In December, Barclays Wealth issued a survey stating that rich people want to buy luxury services to save them time and stress. Consequently, private jet use will increase substantially. Respondents in the US, UAE, Singapore, Hong Kong and Switzerland said they planned to fly privately rather than first class with commercial airlines. This is something I have known for a while. The world is divided in to the cool ‘Private jet set’ and the stressed-out rest of us, ‘Better off on a camel’ (and normally suffering from chronic attacks of tarmac rage).

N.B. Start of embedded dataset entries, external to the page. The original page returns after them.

//! Customization hooks for the configuration phase
//!
//! A hook receives the mutable [`BuildEnvironment`] once, before compilation
//! begins, and adapts it: appending compiler flags, registering build
//! middleware. Hooks never construct or destroy the environment; the
//! orchestrator owns it and lends it out for the duration of one call.
//!
//! # Example
//!
//! ```rust
//! use preflight_core::env::{BuildEnvironment, BuildVariable};
//! use preflight_core::hooks::{CustomizationHook, ToolchainCompatHook};
//!
//! let mut env = BuildEnvironment::new("esp32");
//! ToolchainCompatHook.run(&mut env).unwrap();
//! assert_eq!(
//!     env.flags(BuildVariable::CxxFlags),
//!     ["-Wno-register", "-Wno-reorder", "-Wno-deprecated-declarations"]
//! );
//! ```

use crate::env::{BuildEnvironment, BuildVariable};
use crate::error::Result;
use crate::middleware::{SourceMiddleware, SourceNode, Verdict};
use std::sync::Arc;
use tracing::debug;

/// Trait for configuration-phase customization hooks
pub trait CustomizationHook: Send + Sync {
    /// Stable name used to reference the hook from target configuration
    fn name(&self) -> &str;

    /// Adapt the environment in place
    fn run(&self, env: &mut BuildEnvironment) -> Result<()>;
}

/// Registry for managing hooks
///
/// Hooks run in registration order; the first error aborts the run.
pub struct HookRegistry {
    hooks: Vec<Arc<dyn CustomizationHook>>,
}

impl HookRegistry {
    /// Create a new hook registry
    pub fn new() -> Self {
        Self { hooks: Vec::new() }
    }

    /// Register a hook
    pub fn register(&mut self, hook: Arc<dyn CustomizationHook>) {
        self.hooks.push(hook);
    }

    /// Number of registered hooks
    pub fn len(&self) -> usize {
        self.hooks.len()
    }

    /// Whether the registry is empty
    pub fn is_empty(&self) -> bool {
        self.hooks.is_empty()
    }

    /// Run every hook against the environment, in order
    pub fn run_all(&self, env: &mut BuildEnvironment) -> Result<()> {
        for hook in &self.hooks {
            debug!(hook = hook.name(), build_target = env.target(), "Running hook");
            hook.run(env)?;
        }
        Ok(())
    }
}

impl Default for HookRegistry {
    fn default() -> Self {
        Self::new()
    }
}

/// Resolve a builtin hook by name
pub fn builtin(name: &str) -> Option<Arc<dyn CustomizationHook>> {
    match name {
        ToolchainCompatHook::NAME => Some(Arc::new(ToolchainCompatHook)),
        DiagnosticsHook::NAME => Some(Arc::new(DiagnosticsHook)),
        _ => None,
    }
}

/// Compatibility shims for building legacy C++ under a newer toolchain
///
/// Two adjustments, applied in one pass:
/// - suppresses the warnings a current compiler emits for pre-C++17 idioms
///   in the vendored tree (`register`, member-initializer order, deprecated
///   declarations);
/// - excludes the bundled `{fmt}` implementation file from the build, since
///   `fmt/src/fmt.cc` wants a newer language standard than the rest of the
///   project targets.
pub struct ToolchainCompatHook;

impl ToolchainCompatHook {
    /// Name under which the hook is configured
    pub const NAME: &'static str = "toolchain-compat";

    /// Warning-suppression flags, appended in this order
    pub const SUPPRESSED_WARNINGS: [&'static str; 3] = [
        "-Wno-register",
        "-Wno-reorder",
        "-Wno-deprecated-declarations",
    ];

    /// Scope pattern for the exclusion middleware
    pub const FMT_SOURCE_PATTERN: &'static str = "*fmt/src/fmt.cc";

    /// Append the warning-suppression flags to `CXXFLAGS`
    ///
    /// Appends exactly [`Self::SUPPRESSED_WARNINGS`], in order, at the end of
    /// the list. Repeated calls append duplicates; the toolchain tolerates
    /// them, so no deduplication happens here.
    pub fn apply_flags(&self, env: &mut BuildEnvironment) {
        env.append(BuildVariable::CxxFlags, Self::SUPPRESSED_WARNINGS);
    }

    /// Register the `{fmt}` exclusion middleware
    ///
    /// The registration is scoped by [`Self::FMT_SOURCE_PATTERN`]; the
    /// callback itself is [`ExcludeFromBuild`] and excludes every node it is
    /// consulted about.
    pub fn register_source_filter(&self, env: &mut BuildEnvironment) -> Result<()> {
        env.add_build_middleware_matching(Self::FMT_SOURCE_PATTERN, Arc::new(ExcludeFromBuild))
    }
}

impl CustomizationHook for ToolchainCompatHook {
    fn name(&self) -> &str {
        Self::NAME
    }

    fn run(&self, env: &mut BuildEnvironment) -> Result<()> {
        println!("Script running now!");
        self.apply_flags(env);
        self.register_source_filter(env)?;
        Ok(())
    }
}

/// Middleware that drops every node it is consulted about
///
/// Scoping comes from the chain's pattern gate, not from the callback: a
/// registration pairs this with a pattern, and the chain only consults it for
/// matching paths. Asked directly, it excludes unconditionally.
pub struct ExcludeFromBuild;

impl SourceMiddleware for ExcludeFromBuild {
    fn process(&self, _env: &BuildEnvironment, _node: &SourceNode) -> Verdict {
        Verdict::Exclude
    }
}

/// Hook that logs the environment's state without changing it
///
/// Useful at the end of a hook list to see what earlier hooks produced.
pub struct DiagnosticsHook;

impl DiagnosticsHook {
    /// Name under which the hook is configured
    pub const NAME: &'static str = "diagnostics";
}

impl CustomizationHook for DiagnosticsHook {
    fn name(&self) -> &str {
        Self::NAME
    }

    fn run(&self, env: &mut BuildEnvironment) -> Result<()> {
        for var in BuildVariable::ALL {
            let flags = env.flags(var);
            if !flags.is_empty() {
                debug!(
                    build_target = env.target(),
                    variable = %var,
                    flags = flags.len(),
                    "Environment flags"
                );
            }
        }
        debug!(
            build_target = env.target(),
            middleware = env.middleware().len(),
            "Environment middleware"
        );
        Ok(())
    }
}

#[cfg(test)]
mod tests {
    use super::*;
    use std::path::Path;

    #[test]
    fn test_apply_flags_appends_exactly_three() {
        let mut env = BuildEnvironment::new("esp32");
        env.append(BuildVariable::CxxFlags, ["-std=gnu++17"]);

        ToolchainCompatHook.apply_flags(&mut env);

        assert_eq!(
            env.flags(BuildVariable::CxxFlags),
            [
                "-std=gnu++17",
                "-Wno-register",
                "-Wno-reorder",
                "-Wno-deprecated-declarations"
            ]
        );
    }

    #[test]
    fn test_apply_flags_twice_duplicates() {
        let mut env = BuildEnvironment::new("esp32");
        let hook = ToolchainCompatHook;
        hook.apply_flags(&mut env);
        hook.apply_flags(&mut env);

        let flags = env.flags(BuildVariable::CxxFlags);
        assert_eq!(flags.len(), 6);
        assert_eq!(flags[..3], flags[3..]);
    }

    #[test]
    fn test_callback_excludes_unconditionally() {
        // The registered callback ignores the node entirely; pattern scoping
        // is the chain's job.
        let env = BuildEnvironment::new("esp32");
        let fmt_node = SourceNode::new("/x/y/fmt/src/fmt.cc");
        let other_node = SourceNode::new("/x/y/other.cc");

        assert_eq!(ExcludeFromBuild.process(&env, &fmt_node), Verdict::Exclude);
        assert_eq!(ExcludeFromBuild.process(&env, &other_node), Verdict::Exclude);
    }

    #[test]
    fn test_registered_filter_only_drops_matching_paths() {
        let mut env = BuildEnvironment::new("esp32");
        ToolchainCompatHook
            .register_source_filter(&mut env)
            .unwrap();

        let filtered = env.apply_middleware(vec![
            SourceNode::new("lib/fmt/src/fmt.cc"),
            SourceNode::new("src/main.cpp"),
            SourceNode::new("src/fmt.cc"),
        ]);

        assert_eq!(filtered.excluded.len(), 1);
        assert_eq!(
            filtered.excluded[0].path(),
            Path::new("lib/fmt/src/fmt.cc")
        );
        assert_eq!(filtered.kept.len(), 2);
    }

    #[test]
    fn test_run_registers_exactly_one_middleware() {
        let mut env = BuildEnvironment::new("esp32");
        let hook = ToolchainCompatHook;

        hook.run(&mut env).unwrap();
        assert_eq!(env.middleware().len(), 1);

        // A second run appends duplicate flags and a duplicate registration;
        // the exclusion outcome is unchanged.
        hook.run(&mut env).unwrap();
        assert_eq!(env.middleware().len(), 2);
        assert_eq!(env.flags(BuildVariable::CxxFlags).len(), 6);
    }

    #[test]
    fn test_registry_runs_hooks_in_order() {
        struct PushFlag(&'static str);

        impl CustomizationHook for PushFlag {
            fn name(&self) -> &str {
                self.0
            }

            fn run(&self, env: &mut BuildEnvironment) -> Result<()> {
                env.append(BuildVariable::CcFlags, [self.0]);
                Ok(())
            }
        }

        let mut registry = HookRegistry::new();
        registry.register(Arc::new(PushFlag("-first")));
        registry.register(Arc::new(PushFlag("-second")));

        let mut env = BuildEnvironment::new("esp32");
        registry.run_all(&mut env).unwrap();

        assert_eq!(env.flags(BuildVariable::CcFlags), ["-first", "-second"]);
    }

    #[test]
    fn test_registry_stops_at_first_error() {
        struct Failing;

        impl CustomizationHook for Failing {
            fn name(&self) -> &str {
                "failing"
            }

            fn run(&self, _env: &mut BuildEnvironment) -> Result<()> {
                Err(crate::error::PreflightError::Hook("boom".to_string()))
            }
        }

        struct MustNotRun;

        impl CustomizationHook for MustNotRun {
            fn name(&self) -> &str {
                "must-not-run"
            }

            fn run(&self, env: &mut BuildEnvironment) -> Result<()> {
                env.append(BuildVariable::CcFlags, ["-never"]);
                Ok(())
            }
        }

        let mut registry = HookRegistry::new();
        registry.register(Arc::new(Failing));
        registry.register(Arc::new(MustNotRun));

        let mut env = BuildEnvironment::new("esp32");
        assert!(registry.run_all(&mut env).is_err());
        assert!(env.flags(BuildVariable::CcFlags).is_empty());
    }

    #[test]
    fn test_builtin_resolution() {
        assert!(builtin("toolchain-compat").is_some());
        assert!(builtin("diagnostics").is_some());
        assert!(builtin("no-such-hook").is_none());
    }

    #[test]
    fn test_diagnostics_hook_changes_nothing() {
        let mut env = BuildEnvironment::new("esp32");
        env.append(BuildVariable::CxxFlags, ["-std=gnu++17"]);

        DiagnosticsHook.run(&mut env).unwrap();

        assert_eq!(env.flags(BuildVariable::CxxFlags), ["-std=gnu++17"]);
        assert!(env.middleware().is_empty());
    }
}
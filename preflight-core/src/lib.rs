//! # Preflight - Build Configuration for Embedded C/C++ Projects
//!
//! Preflight runs the configuration phase that precedes compilation:
//! - Per-target build environments with SCons-style flag variables
//! - Customization hooks that adapt an environment before the build
//! - Source middleware for excluding or replacing files, scoped by glob
//! - Source collection from the project tree
//!
//! ## Quick Start
//!
//! ```rust,no_run
//! use preflight_core::prelude::*;
//!
//! fn main() -> Result<()> {
//!     let config = ProjectConfig::from_file("preflight.toml")?;
//!     let orchestrator = Orchestrator::new(config, ".");
//!
//!     for report in orchestrator.configure_all()? {
//!         println!("{}: {} sources", report.target, report.sources.len());
//!     }
//!
//!     Ok(())
//! }
//! ```
//!
//! ## Architecture
//!
//! The [`orchestrator::Orchestrator`] owns the loaded configuration and, per
//! target, seeds a [`env::BuildEnvironment`], runs the configured
//! [`hooks::CustomizationHook`]s against it, then collects sources and passes
//! them through the environment's [`middleware::MiddlewareChain`]. The whole
//! phase is synchronous and single-threaded; hooks see every mutation made
//! before them and the first error aborts the run.

pub mod config;
pub mod env;
pub mod error;
pub mod hooks;
pub mod middleware;
pub mod orchestrator;
pub mod sources;

/// Current library version
pub const VERSION: &str = env!("CARGO_PKG_VERSION");

/// Re-export commonly used types
pub mod prelude {
    pub use crate::config::{ProjectConfig, ProjectMeta, TargetConfig};
    pub use crate::env::{BuildEnvironment, BuildVariable, FlagList};
    pub use crate::error::{PreflightError, Result};
    pub use crate::hooks::{
        CustomizationHook, DiagnosticsHook, ExcludeFromBuild, HookRegistry, ToolchainCompatHook,
    };
    pub use crate::middleware::{
        FilteredSources, MiddlewareChain, SourceMiddleware, SourceNode, Verdict,
    };
    pub use crate::orchestrator::{ConfigureReport, Orchestrator};
}
//! Product image enumeration.
//!
//! Walks the repository root and matches each file's full pathname
//! against the product pattern. Results are sorted so partitioning is
//! reproducible across runs.

use std::io;
use std::path::Path;

use tracing::debug;
use walkdir::WalkDir;

use crate::types::Product;

/// List the pathnames under `root` that belong to `product`.
pub fn list_product_images(root: &Path, product: &Product) -> io::Result<Vec<String>> {
    let mut images = Vec::new();
    for entry in WalkDir::new(root) {
        let entry = entry.map_err(io::Error::other)?;
        if !entry.file_type().is_file() {
            continue;
        }
        let pathname = entry.path().to_string_lossy().into_owned();
        if product.pattern().is_match(&pathname) {
            images.push(pathname);
        }
    }
    images.sort();
    debug!(
        product = product.name(),
        root = %root.display(),
        images = images.len(),
        "enumerated product images"
    );
    Ok(images)
}
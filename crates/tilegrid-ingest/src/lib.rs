//! tilegrid-ingest — the concurrent, idempotent raster-ingestion engine.
//!
//! Given a repository and a product, the [`Ingester`] runs a two-phase
//! load against every configured store endpoint: a batch-level
//! preprocess script (idempotent DDL and metadata registration), then a
//! fixed pool of workers, one per contiguous partition of the product's
//! image list. Each worker skips images already in the catalog, bulk
//! loads the rest into a per-image staging table, and commits the
//! catalog record through a transactional postprocess script.
//!
//! Failure policy: a failed image stops only its own partition; sibling
//! partitions run to completion, nothing is rolled back, and the batch
//! report enumerates exactly what failed where.
//!
//! # Components
//!
//! - **`partition`** — contiguous near-equal splitting of the image list
//! - **`worker`** — the per-partition idempotent load loop
//! - **`coordinator`** — per-endpoint orchestration and reporting
//! - **`progress`** — message-passing completion events

pub mod coordinator;
pub mod error;
pub mod partition;
pub mod progress;
mod worker;

pub use coordinator::{BatchReport, Ingester, StoreReport};
pub use error::{IngestError, IngestResult, PartitionFailure};
pub use partition::partition;
pub use progress::{ImageOutcome, ProgressCallback, ProgressEvent};
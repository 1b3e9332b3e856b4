//! Message-passing progress reporting.
//!
//! Workers never share a counter; each emits a completion event on an
//! mpsc channel and a single aggregator task consumes them, tallies the
//! totals, and forwards each event to an optional observer (the CLI
//! hangs its progress bar here).

use std::sync::Arc;

/// How one image finished.
#[derive(Debug, Clone, Copy, PartialEq, Eq)]
pub enum ImageOutcome {
    /// Loaded and committed to the catalog by this run.
    Ingested,
    /// Already catalogued; nothing was done.
    Skipped,
}

/// One completed image.
#[derive(Debug, Clone)]
pub struct ProgressEvent {
    pub partition: usize,
    pub pathname: String,
    pub outcome: ImageOutcome,
}

/// Observer invoked by the aggregator for every completion event.
pub type ProgressCallback = Arc<dyn Fn(&ProgressEvent) + Send + Sync>;
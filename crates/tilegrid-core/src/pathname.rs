//! Acquisition-timestamp extraction from image pathnames.
//!
//! Processed scenes live under a `YYYYMMDD_HHMMSS` acquisition folder;
//! that token is the image's observation time and feeds the `TIMESTAMP`
//! template parameter.

use std::sync::LazyLock;

use chrono::NaiveDateTime;
use regex::Regex;

static DATETIME_RE: LazyLock<Regex> =
    LazyLock::new(|| Regex::new(r"[0-9]{8}_[0-9]{6}").expect("datetime regex"));

/// SQL-friendly timestamp formatting.
const TIMESTAMP_FORMAT: &str = "%Y-%m-%d %H:%M:%S";

/// Parse the acquisition datetime token out of a pathname.
pub fn datetime(pathname: &str) -> Option<NaiveDateTime> {
    let token = DATETIME_RE.find(pathname)?;
    NaiveDateTime::parse_from_str(token.as_str(), "%Y%m%d_%H%M%S").ok()
}

/// The acquisition time formatted for the `TIMESTAMP` parameter.
pub fn timestamp(pathname: &str) -> Option<String> {
    datetime(pathname).map(|dt| dt.format(TIMESTAMP_FORMAT).to_string())
}
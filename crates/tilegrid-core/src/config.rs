//! TOML repository descriptor parser.
//!
//! The descriptor declares one or more repositories, each with its
//! products, store endpoints, and command-template file paths. It is
//! loaded once and immutable for the lifetime of a batch. Template paths
//! are resolved relative to the descriptor file.

use std::collections::HashMap;
use std::path::Path;

use serde::{Deserialize, Serialize};

use crate::error::{ConfigError, ConfigResult};

/// Top-level descriptor: a list of repositories.
#[derive(Debug, Clone, Serialize, Deserialize)]
pub struct Config {
    #[serde(rename = "repository")]
    pub repositories: Vec<RepositoryConfig>,
}

#[derive(Debug, Clone, Serialize, Deserialize)]
pub struct RepositoryConfig {
    pub name: String,
    /// Root path under which product images live.
    pub path: String,
    pub description: Option<String>,
    pub keywords: Option<String>,
    /// Reference to the credentials used for remote image listing.
    pub credentials: Option<String>,
    pub products: Vec<ProductConfig>,
    /// Store endpoints; may be empty for a repository used only for
    /// listing.
    #[serde(default)]
    pub stores: Vec<StoreConfig>,
    /// Operation name → template file path.
    pub templates: HashMap<String, String>,
}

#[derive(Debug, Clone, Serialize, Deserialize)]
pub struct ProductConfig {
    pub name: String,
    pub description: Option<String>,
    pub keywords: Option<String>,
    /// Regular expression matched against full image pathnames.
    pub pattern: String,
    pub tile_size: Option<String>,
    #[serde(default)]
    pub measurements: Vec<MeasurementConfig>,
}

#[derive(Debug, Clone, Serialize, Deserialize)]
pub struct MeasurementConfig {
    pub name: String,
    pub description: Option<String>,
    pub keywords: Option<String>,
    pub units: Option<String>,
}

/// One PostGIS store endpoint targeted by ingestion.
#[derive(Debug, Clone, Serialize, Deserialize)]
pub struct StoreConfig {
    pub host: String,
    pub port: Option<u16>,
    pub database: String,
    pub user: Option<String>,
    pub password: Option<String>,
}

impl StoreConfig {
    /// Default PostgreSQL port when the descriptor leaves it out.
    pub fn port(&self) -> u16 {
        self.port.unwrap_or(5432)
    }
}

impl Config {
    pub fn from_file(path: &Path) -> ConfigResult<Self> {
        let content = std::fs::read_to_string(path).map_err(|source| ConfigError::Read {
            path: path.display().to_string(),
            source,
        })?;
        toml::from_str(&content).map_err(|source| ConfigError::Parse {
            path: path.display().to_string(),
            source,
        })
    }

    /// All configured repository names.
    pub fn repository_names(&self) -> Vec<&str> {
        self.repositories.iter().map(|r| r.name.as_str()).collect()
    }

    /// Find a repository descriptor by name.
    pub fn repository(&self, name: &str) -> ConfigResult<&RepositoryConfig> {
        self.repositories
            .iter()
            .find(|r| r.name == name)
            .ok_or_else(|| ConfigError::RepositoryNotFound(name.to_string()))
    }
}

This migration to private jet travel saddens me. I often encounter very interesting people on planes. In April for example, on my way to Geneva to meet the redoubtable Philippe Jabre, founder of Jabre Capital, I sat next to Alain Schibl. We fell in to conversation and the two-hour journey flew past. Schibl worked at Union Bancaire Privée for 11 years. His last assignment at UBP was as head of capital markets and trading based in London. In July 2002, Schibl, with his partner, Henry Gabay, started Duet Asset Management. The dynamic duo has grown money under management from a meagre $25 million to a plump $1.5 billion. The firm runs a mixture of hedge funds and private equity funds. Its flagship fund, Duet Global Opportunities (a market-neutral trading fund), is up 14% year to date (net of fees) and has not experienced a negative month for the past 17 months. I will be interested to see how Duet does this year. The more so since Schibl has a good feel for markets. When I called on him last July, he told me to be very cautious about investing in mainstream equity markets. Schibl is still cautious: “Let’s see what the first quarter of 2008 brings,” he said sombrely. “You’ve got a lot of question marks: a potential US recession, a disintegrating US housing market and probably further financial write-downs.”

Another charming individual whom I met last year on a plane was suave Simon Meadows, co-head of fixed income sales at Credit Suisse. Simon is a legend in the fixed-income market. When I requested an audience in November, he emailed me to say that he was happy to get together but he didn’t have a free evening before Christmas. Gazing at the acres of white space on my calendar, I immediately felt like a social pariah with a bad case of halitosis. A mole whispers that Simon might soon have a new assignment at the Swiss bank, probably in the foreign exchange markets. I wish Simon well in his new role.

Alphabet Alphas

And now here it is! As promised in my November column, I present below the Abigail with Attitude list of top London financiers. The chosen few are listed in alphabetical order as a numerical countdown might unleash a battle of the egos. This month we feature those with surnames A-H and next month we complete the alphabet.

Sir Win Bischcoff (66), chairman of Citi and thus on loan to Wall Street. As former chairman of J Henry Schroder & Co, Win negotiated the sale of the British merchant bank to Salomon Smith Barney in 2000. A patrician, well-mannered “old-school Brit”.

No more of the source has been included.